Say how many lines below have "graph" in them, giving the number alone.

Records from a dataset
'''
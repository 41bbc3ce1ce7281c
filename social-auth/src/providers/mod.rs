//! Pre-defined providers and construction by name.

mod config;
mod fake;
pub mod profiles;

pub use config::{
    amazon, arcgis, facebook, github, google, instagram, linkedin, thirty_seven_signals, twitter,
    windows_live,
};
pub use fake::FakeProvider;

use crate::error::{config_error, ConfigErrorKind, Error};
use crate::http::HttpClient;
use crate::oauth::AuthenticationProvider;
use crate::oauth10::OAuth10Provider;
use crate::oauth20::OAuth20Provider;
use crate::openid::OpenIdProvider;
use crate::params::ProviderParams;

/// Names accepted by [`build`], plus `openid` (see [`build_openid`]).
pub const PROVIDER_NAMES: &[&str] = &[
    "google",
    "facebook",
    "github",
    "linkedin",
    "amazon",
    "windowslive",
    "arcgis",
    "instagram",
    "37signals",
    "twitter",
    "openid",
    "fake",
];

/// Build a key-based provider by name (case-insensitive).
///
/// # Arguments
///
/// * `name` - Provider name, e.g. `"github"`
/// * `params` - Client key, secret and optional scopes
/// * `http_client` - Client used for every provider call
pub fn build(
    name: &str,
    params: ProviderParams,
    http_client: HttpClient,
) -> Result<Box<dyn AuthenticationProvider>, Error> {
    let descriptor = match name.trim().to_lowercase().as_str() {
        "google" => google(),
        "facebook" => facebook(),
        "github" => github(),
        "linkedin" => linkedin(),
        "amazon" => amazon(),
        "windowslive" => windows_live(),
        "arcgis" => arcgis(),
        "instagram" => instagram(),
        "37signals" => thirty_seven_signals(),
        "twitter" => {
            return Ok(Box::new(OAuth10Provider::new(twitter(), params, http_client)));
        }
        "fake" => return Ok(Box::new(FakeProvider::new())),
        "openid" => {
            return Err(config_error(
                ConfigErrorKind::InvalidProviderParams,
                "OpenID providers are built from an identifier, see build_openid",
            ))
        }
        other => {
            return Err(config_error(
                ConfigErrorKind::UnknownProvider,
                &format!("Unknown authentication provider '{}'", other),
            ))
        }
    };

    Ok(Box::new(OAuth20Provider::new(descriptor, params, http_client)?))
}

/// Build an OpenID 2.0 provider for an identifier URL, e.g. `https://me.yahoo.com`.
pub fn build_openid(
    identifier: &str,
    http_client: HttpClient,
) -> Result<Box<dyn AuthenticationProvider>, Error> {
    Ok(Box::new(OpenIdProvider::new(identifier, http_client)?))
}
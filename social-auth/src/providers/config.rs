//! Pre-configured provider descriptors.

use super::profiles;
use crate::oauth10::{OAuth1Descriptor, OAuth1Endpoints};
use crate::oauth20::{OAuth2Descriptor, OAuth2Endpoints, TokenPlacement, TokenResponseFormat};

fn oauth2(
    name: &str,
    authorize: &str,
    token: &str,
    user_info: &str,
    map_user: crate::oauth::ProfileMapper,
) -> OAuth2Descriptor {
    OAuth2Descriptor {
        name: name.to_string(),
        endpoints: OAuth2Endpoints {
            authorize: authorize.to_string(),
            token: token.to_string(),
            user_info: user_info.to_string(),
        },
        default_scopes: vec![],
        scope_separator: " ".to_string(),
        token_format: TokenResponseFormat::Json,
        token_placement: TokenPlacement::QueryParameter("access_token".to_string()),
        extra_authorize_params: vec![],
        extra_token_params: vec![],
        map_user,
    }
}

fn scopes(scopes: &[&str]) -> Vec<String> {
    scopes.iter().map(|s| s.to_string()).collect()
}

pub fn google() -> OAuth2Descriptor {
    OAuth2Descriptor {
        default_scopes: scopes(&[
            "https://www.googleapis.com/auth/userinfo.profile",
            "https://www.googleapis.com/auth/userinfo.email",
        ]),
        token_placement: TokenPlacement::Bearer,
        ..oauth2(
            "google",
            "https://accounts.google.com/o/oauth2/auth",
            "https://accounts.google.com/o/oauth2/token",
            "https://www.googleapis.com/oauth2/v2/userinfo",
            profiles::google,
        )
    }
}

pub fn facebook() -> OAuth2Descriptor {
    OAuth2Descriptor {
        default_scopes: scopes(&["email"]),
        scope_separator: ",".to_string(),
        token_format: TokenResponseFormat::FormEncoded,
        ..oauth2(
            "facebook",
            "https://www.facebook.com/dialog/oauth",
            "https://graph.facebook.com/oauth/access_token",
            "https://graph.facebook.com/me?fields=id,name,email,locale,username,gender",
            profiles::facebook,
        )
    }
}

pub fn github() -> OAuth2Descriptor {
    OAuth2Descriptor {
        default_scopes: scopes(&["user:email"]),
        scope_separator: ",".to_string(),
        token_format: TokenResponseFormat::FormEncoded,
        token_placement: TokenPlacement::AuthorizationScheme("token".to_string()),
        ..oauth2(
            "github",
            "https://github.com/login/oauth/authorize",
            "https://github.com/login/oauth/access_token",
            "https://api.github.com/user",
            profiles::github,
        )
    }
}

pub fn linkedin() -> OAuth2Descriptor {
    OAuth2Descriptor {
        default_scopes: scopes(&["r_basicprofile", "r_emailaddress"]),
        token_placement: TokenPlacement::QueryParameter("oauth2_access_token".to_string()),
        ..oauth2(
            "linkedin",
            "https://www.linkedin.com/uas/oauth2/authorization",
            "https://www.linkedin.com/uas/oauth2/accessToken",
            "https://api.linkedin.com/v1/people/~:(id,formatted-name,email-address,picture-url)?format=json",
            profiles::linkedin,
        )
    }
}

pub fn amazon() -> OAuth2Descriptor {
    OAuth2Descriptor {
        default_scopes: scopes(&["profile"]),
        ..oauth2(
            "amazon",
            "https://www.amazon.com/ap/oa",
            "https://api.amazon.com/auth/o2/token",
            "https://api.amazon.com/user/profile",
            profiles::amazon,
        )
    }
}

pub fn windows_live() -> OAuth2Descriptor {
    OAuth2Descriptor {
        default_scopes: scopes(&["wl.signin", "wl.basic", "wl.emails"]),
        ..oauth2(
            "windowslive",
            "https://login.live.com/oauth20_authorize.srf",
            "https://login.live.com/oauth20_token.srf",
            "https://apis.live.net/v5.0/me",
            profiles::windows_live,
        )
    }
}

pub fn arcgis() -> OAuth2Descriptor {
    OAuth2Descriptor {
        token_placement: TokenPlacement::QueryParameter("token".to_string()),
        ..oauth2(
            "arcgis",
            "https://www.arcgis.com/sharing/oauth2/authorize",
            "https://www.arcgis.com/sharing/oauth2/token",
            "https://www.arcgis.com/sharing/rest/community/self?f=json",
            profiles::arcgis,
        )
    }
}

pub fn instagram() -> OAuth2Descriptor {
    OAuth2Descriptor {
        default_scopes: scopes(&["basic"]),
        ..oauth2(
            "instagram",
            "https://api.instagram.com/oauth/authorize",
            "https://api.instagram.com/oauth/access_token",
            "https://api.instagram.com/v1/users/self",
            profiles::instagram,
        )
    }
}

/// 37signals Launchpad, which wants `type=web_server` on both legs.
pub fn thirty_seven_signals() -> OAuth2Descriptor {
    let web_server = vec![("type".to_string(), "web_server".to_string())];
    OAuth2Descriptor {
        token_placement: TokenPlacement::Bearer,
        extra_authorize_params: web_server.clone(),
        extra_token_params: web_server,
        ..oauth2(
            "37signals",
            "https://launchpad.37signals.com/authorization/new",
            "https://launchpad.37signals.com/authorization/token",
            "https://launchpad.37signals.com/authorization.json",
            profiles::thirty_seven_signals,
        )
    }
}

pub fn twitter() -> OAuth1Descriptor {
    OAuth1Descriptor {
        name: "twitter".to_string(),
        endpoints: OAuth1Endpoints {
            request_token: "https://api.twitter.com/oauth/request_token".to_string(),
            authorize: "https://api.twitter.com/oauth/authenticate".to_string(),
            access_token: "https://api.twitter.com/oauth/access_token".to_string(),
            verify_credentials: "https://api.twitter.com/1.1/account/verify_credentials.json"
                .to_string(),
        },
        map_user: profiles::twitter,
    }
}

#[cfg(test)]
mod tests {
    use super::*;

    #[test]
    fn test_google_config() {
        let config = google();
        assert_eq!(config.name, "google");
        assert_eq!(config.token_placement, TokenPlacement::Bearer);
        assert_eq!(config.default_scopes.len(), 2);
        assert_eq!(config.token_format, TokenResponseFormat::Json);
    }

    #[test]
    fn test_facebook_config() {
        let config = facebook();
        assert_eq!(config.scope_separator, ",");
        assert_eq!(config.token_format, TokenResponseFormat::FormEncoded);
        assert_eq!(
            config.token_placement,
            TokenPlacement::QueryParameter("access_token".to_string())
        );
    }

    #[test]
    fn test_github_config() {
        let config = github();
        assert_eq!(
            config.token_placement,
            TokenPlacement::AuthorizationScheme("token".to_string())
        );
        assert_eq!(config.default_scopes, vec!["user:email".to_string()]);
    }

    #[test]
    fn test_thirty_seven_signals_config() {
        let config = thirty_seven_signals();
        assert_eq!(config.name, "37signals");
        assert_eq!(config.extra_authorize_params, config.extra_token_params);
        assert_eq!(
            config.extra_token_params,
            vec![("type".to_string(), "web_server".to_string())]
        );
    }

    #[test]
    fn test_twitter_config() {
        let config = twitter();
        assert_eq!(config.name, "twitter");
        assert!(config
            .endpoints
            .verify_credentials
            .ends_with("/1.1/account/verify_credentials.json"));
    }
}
'''
▸ **Answer box**
2